▶ **What needs to be done**
Looking at the data below, count the lines that contain the string "trim". Write only the total.

(Stored entries)
◆ ◆ ◆
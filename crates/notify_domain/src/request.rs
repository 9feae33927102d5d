use chrono::NaiveDateTime;
use serde::{Deserialize, Serialize};

use crate::repeat::RepeatPolicy;

/// A notification the caller wants shown, now or at `fire_time`.
///
/// `id` names the schedule slot: a later request with the same id supersedes
/// whatever is pending for it. `payload` is opaque here and travels unchanged
/// into every action dispatched back to the application.
#[derive(Debug, Clone, Default, Serialize, Deserialize, PartialEq, Eq)]
pub struct NotificationRequest {
    pub title: String,
    pub body: String,
    pub id: i32,
    pub fire_time: Option<NaiveDateTime>,
    pub repeat: RepeatPolicy,
    pub payload: Vec<String>,
}

impl NotificationRequest {
    pub fn new(title: impl Into<String>, body: impl Into<String>) -> Self {
        Self {
            title: title.into(),
            body: body.into(),
            ..Self::default()
        }
    }

    pub fn with_id(mut self, id: i32) -> Self {
        self.id = id;
        self
    }

    pub fn with_repeat(mut self, repeat: RepeatPolicy) -> Self {
        self.repeat = repeat;
        self
    }

    pub fn with_payload<I, S>(mut self, payload: I) -> Self
    where
        I: IntoIterator<Item = S>,
        S: Into<String>,
    {
        self.payload = payload.into_iter().map(Into::into).collect();
        self
    }

    pub fn at(mut self, fire_time: NaiveDateTime) -> Self {
        self.fire_time = Some(fire_time);
        self
    }

    /// Payload entry at `slot`, ignoring blanks.
    pub fn payload_entry(&self, slot: usize) -> Option<&str> {
        self.payload
            .get(slot)
            .map(|entry| entry.trim())
            .filter(|entry| !entry.is_empty())
    }
}
use std::time::Duration;

use async_trait::async_trait;
use notify_domain::notifications::LargeIcon;
use reqwest::Url;
use thiserror::Error;

#[derive(Error, Debug)]
pub enum IconError {
    #[error("icon request failed: {0}")]
    Http(#[from] reqwest::Error),

    #[error("icon server answered {0}")]
    Status(reqwest::StatusCode),

    #[error("icon could not be decoded: {0}")]
    Decode(#[from] image::ImageError),

    #[error("icon decode task failed: {0}")]
    Join(#[from] tokio::task::JoinError),

    #[error("icon fetch timed out after {0:?}")]
    Timeout(Duration),
}

/// Loads the bitmap shown as a notification's large icon.
#[async_trait]
pub trait IconSource: Send + Sync {
    async fn fetch(&self, url: &Url) -> Result<LargeIcon, IconError>;
}

/// Downloads icons over HTTP and decodes them off the async workers.
#[derive(Debug, Clone, Default)]
pub struct HttpIconSource {
    client: reqwest::Client,
}

impl HttpIconSource {
    pub fn new() -> Self {
        Self::default()
    }

    pub fn with_client(client: reqwest::Client) -> Self {
        Self { client }
    }
}

#[async_trait]
impl IconSource for HttpIconSource {
    async fn fetch(&self, url: &Url) -> Result<LargeIcon, IconError> {
        let response = self.client.get(url.clone()).send().await?;
        let status = response.status();
        if !status.is_success() {
            return Err(IconError::Status(status));
        }
        let bytes = response.bytes().await?;
        let source = url.to_string();
        tokio::task::spawn_blocking(move || decode(source, &bytes)).await?
    }
}

pub(crate) fn decode(source: String, bytes: &[u8]) -> Result<LargeIcon, IconError> {
    let rgba = image::load_from_memory(bytes)?.into_rgba8();
    let (width, height) = rgba.dimensions();
    Ok(LargeIcon {
        source,
        width,
        height,
        rgba: rgba.into_raw(),
    })
}

/// Payload entry as an icon URL. Only absolute http(s) URLs qualify.
pub fn icon_url(entry: Option<&str>) -> Option<Url> {
    let url = Url::parse(entry?).ok()?;
    matches!(url.scheme(), "http" | "https").then_some(url)
}
use chrono::{Days, Months, NaiveDateTime, TimeDelta};
use serde::{Deserialize, Serialize};

/// Recurrence rule applied when a fired notification re-arms itself.
#[derive(Debug, Clone, Copy, Default, Serialize, Deserialize, PartialEq, Eq, Hash)]
#[serde(rename_all = "snake_case")]
pub enum RepeatPolicy {
    #[default]
    None,
    Daily,
    Weekly,
    Monthly,
    Yearly,
    EveryTwentySeconds,
}

impl RepeatPolicy {
    /// Maps the legacy integer codes `0..=5`. Anything else is non-repeating.
    pub fn from_code(code: i32) -> Self {
        match code {
            1 => RepeatPolicy::Daily,
            2 => RepeatPolicy::Weekly,
            3 => RepeatPolicy::Monthly,
            4 => RepeatPolicy::Yearly,
            5 => RepeatPolicy::EveryTwentySeconds,
            _ => RepeatPolicy::None,
        }
    }

    pub fn code(self) -> i32 {
        match self {
            RepeatPolicy::None => 0,
            RepeatPolicy::Daily => 1,
            RepeatPolicy::Weekly => 2,
            RepeatPolicy::Monthly => 3,
            RepeatPolicy::Yearly => 4,
            RepeatPolicy::EveryTwentySeconds => 5,
        }
    }

    pub fn is_repeating(self) -> bool {
        self != RepeatPolicy::None
    }

    /// Advances `time` by one period. `None` for non-repeating policies or on overflow.
    pub fn advance(self, time: NaiveDateTime) -> Option<NaiveDateTime> {
        match self {
            RepeatPolicy::None => None,
            RepeatPolicy::Daily => time.checked_add_days(Days::new(1)),
            RepeatPolicy::Weekly => time.checked_add_days(Days::new(7)),
            RepeatPolicy::Monthly => time.checked_add_months(Months::new(1)),
            RepeatPolicy::Yearly => time.checked_add_months(Months::new(12)),
            RepeatPolicy::EveryTwentySeconds => time.checked_add_signed(TimeDelta::seconds(20)),
        }
    }

    /// Parses the names accepted on the command line and in config files.
    pub fn parse(value: &str) -> Option<Self> {
        let normalized = value.trim().to_ascii_lowercase();
        if let Ok(code) = normalized.parse::<i32>() {
            return Some(Self::from_code(code));
        }
        match normalized.as_str() {
            "none" | "never" => Some(RepeatPolicy::None),
            "daily" | "day" => Some(RepeatPolicy::Daily),
            "weekly" | "week" => Some(RepeatPolicy::Weekly),
            "monthly" | "month" => Some(RepeatPolicy::Monthly),
            "yearly" | "year" => Some(RepeatPolicy::Yearly),
            "every_twenty_seconds" | "20s" => Some(RepeatPolicy::EveryTwentySeconds),
            _ => None,
        }
    }
}

/// Next fire time for a re-arming notification. Leaves `time` untouched when
/// the policy does not repeat.
pub fn next_occurrence(time: NaiveDateTime, policy: RepeatPolicy) -> NaiveDateTime {
    policy.advance(time).unwrap_or(time)
}
use chrono::NaiveDateTime;
use thiserror::Error;

pub type Result<T> = std::result::Result<T, NotifyError>;

/// Failure reported by the host notification or alarm service.
#[derive(Error, Debug, Clone, PartialEq, Eq)]
pub enum PlatformError {
    #[error("{service} service unavailable")]
    Unavailable { service: &'static str },

    #[error("{service} service rejected the request: {reason}")]
    Rejected {
        service: &'static str,
        reason: String,
    },
}

#[derive(Error, Debug)]
pub enum NotifyError {
    #[error(transparent)]
    Platform(#[from] PlatformError),

    #[error("notification {0} has no fire time")]
    MissingFireTime(i32),

    #[error("fire time {0} does not exist in the local time zone")]
    InvalidFireTime(NaiveDateTime),

    #[error("deferred notification payload: {0}")]
    Serialization(#[from] serde_json::Error),
}
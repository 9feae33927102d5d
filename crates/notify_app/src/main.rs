mod platform;

use std::sync::Arc;

use anyhow::{Context, Result};
use chrono::NaiveDateTime;
use clap::{Args, Parser, Subcommand};
use notify_core::{NotificationScheduler, SchedulerConfig};
use notify_domain::{NotificationRequest, RepeatPolicy};

use crate::platform::TracingPlatform;

#[derive(Parser, Debug)]
#[command(name = "notify_desktop", about = "Drive the local notification scheduler from a terminal")]
struct Cli {
    #[command(subcommand)]
    command: Command,
}

#[derive(Subcommand, Debug)]
enum Command {
    /// Display a notification now.
    Show(RequestArgs),
    /// Arm an alarm for a local wall-clock time.
    Schedule {
        #[command(flatten)]
        request: RequestArgs,
        /// Local time, `YYYY-MM-DD HH:MM[:SS]`.
        #[arg(long, value_parser = parse_wall_clock)]
        at: NaiveDateTime,
    },
    /// Cancel the alarm and displayed notification for an id.
    Cancel {
        #[arg(long, default_value_t = 0)]
        id: i32,
    },
}

#[derive(Args, Debug)]
struct RequestArgs {
    #[arg(long)]
    title: String,
    #[arg(long, default_value = "")]
    body: String,
    #[arg(long, default_value_t = 0)]
    id: i32,
    /// none, daily, weekly, monthly, yearly, 20s, or a legacy code 0-5.
    #[arg(long, default_value = "none", value_parser = parse_repeat)]
    repeat: RepeatPolicy,
    /// Opaque payload entries, in order.
    #[arg(long = "payload")]
    payload: Vec<String>,
}

impl RequestArgs {
    fn into_request(self) -> NotificationRequest {
        NotificationRequest::new(self.title, self.body)
            .with_id(self.id)
            .with_repeat(self.repeat)
            .with_payload(self.payload)
    }
}

fn parse_repeat(value: &str) -> Result<RepeatPolicy, String> {
    RepeatPolicy::parse(value).ok_or_else(|| format!("unknown repeat policy `{value}`"))
}

fn parse_wall_clock(value: &str) -> Result<NaiveDateTime, String> {
    NaiveDateTime::parse_from_str(value, "%Y-%m-%d %H:%M:%S")
        .or_else(|_| NaiveDateTime::parse_from_str(value, "%Y-%m-%d %H:%M"))
        .map_err(|err| format!("invalid time `{value}`: {err}"))
}

#[tokio::main]
async fn main() {
    tracing_subscriber::fmt::init();
    if let Err(err) = run(Cli::parse()).await {
        eprintln!("notify_desktop failed: {err:#}");
        std::process::exit(1);
    }
}

async fn run(cli: Cli) -> Result<()> {
    let platform = Arc::new(TracingPlatform::new());
    let scheduler = NotificationScheduler::builder(platform.clone())
        .with_config(SchedulerConfig::from_env())
        .build();

    match cli.command {
        Command::Show(args) => {
            let request = args.into_request();
            let rearmed = scheduler
                .show_now(&request)
                .await
                .with_context(|| format!("showing notification {}", request.id))?;
            if let Some(alarm) = rearmed {
                tracing::info!(key = %alarm.key, "next occurrence armed");
            }
        }
        Command::Schedule { request, at } => {
            let request = request.into_request().at(at);
            scheduler
                .show_at(&request)
                .with_context(|| format!("scheduling notification {} for {at}", request.id))?;
        }
        Command::Cancel { id } => {
            scheduler
                .cancel(id)
                .with_context(|| format!("canceling notification {id}"))?;
        }
    }

    tracing::info!(
        displayed = platform.displayed_count(),
        pending_alarms = platform.pending_alarms().len(),
        "done"
    );
    Ok(())
}
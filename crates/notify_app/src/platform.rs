use notify_core::InMemoryPlatform;
use notify_domain::{
    alarm::{AlarmKey, ScheduledAlarm},
    error::PlatformError,
    notifications::{BuiltNotification, NotificationChannel, NotificationPlatform},
};
use tracing::info;

/// Desktop stand-in for the OS services: records everything in memory and
/// traces each call.
#[derive(Debug, Default)]
pub struct TracingPlatform {
    inner: InMemoryPlatform,
}

impl TracingPlatform {
    pub fn new() -> Self {
        Self::default()
    }

    pub fn pending_alarms(&self) -> Vec<ScheduledAlarm> {
        self.inner.pending_alarms()
    }

    pub fn displayed_count(&self) -> usize {
        self.inner.displayed_count()
    }
}

impl NotificationPlatform for TracingPlatform {
    fn supports_channels(&self) -> bool {
        self.inner.supports_channels()
    }

    fn create_channel(&self, channel: &NotificationChannel) -> Result<(), PlatformError> {
        info!(id = %channel.id, name = %channel.name, importance = ?channel.importance, "create channel");
        self.inner.create_channel(channel)
    }

    fn post(&self, id: i32, notification: &BuiltNotification) -> Result<(), PlatformError> {
        let actions: Vec<&str> = notification
            .actions
            .iter()
            .map(|action| action.label.as_str())
            .collect();
        info!(
            id,
            title = %notification.title,
            body = %notification.body,
            channel = ?notification.channel_id,
            large_icon = notification.large_icon.is_some(),
            ?actions,
            "post notification"
        );
        self.inner.post(id, notification)
    }

    fn cancel_notification(&self, id: i32) -> Result<(), PlatformError> {
        info!(id, "cancel notification");
        self.inner.cancel_notification(id)
    }

    fn arm_alarm(&self, alarm: &ScheduledAlarm) -> Result<(), PlatformError> {
        info!(
            key = %alarm.key,
            id = ?alarm.key.notification_id(),
            trigger_at = alarm.trigger_at_millis,
            "arm alarm"
        );
        self.inner.arm_alarm(alarm)
    }

    fn cancel_alarm(&self, key: &AlarmKey) -> Result<(), PlatformError> {
        info!(%key, id = ?key.notification_id(), "cancel alarm");
        self.inner.cancel_alarm(key)
    }
}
◆ ◆ ◆
▶ **Your solution**
2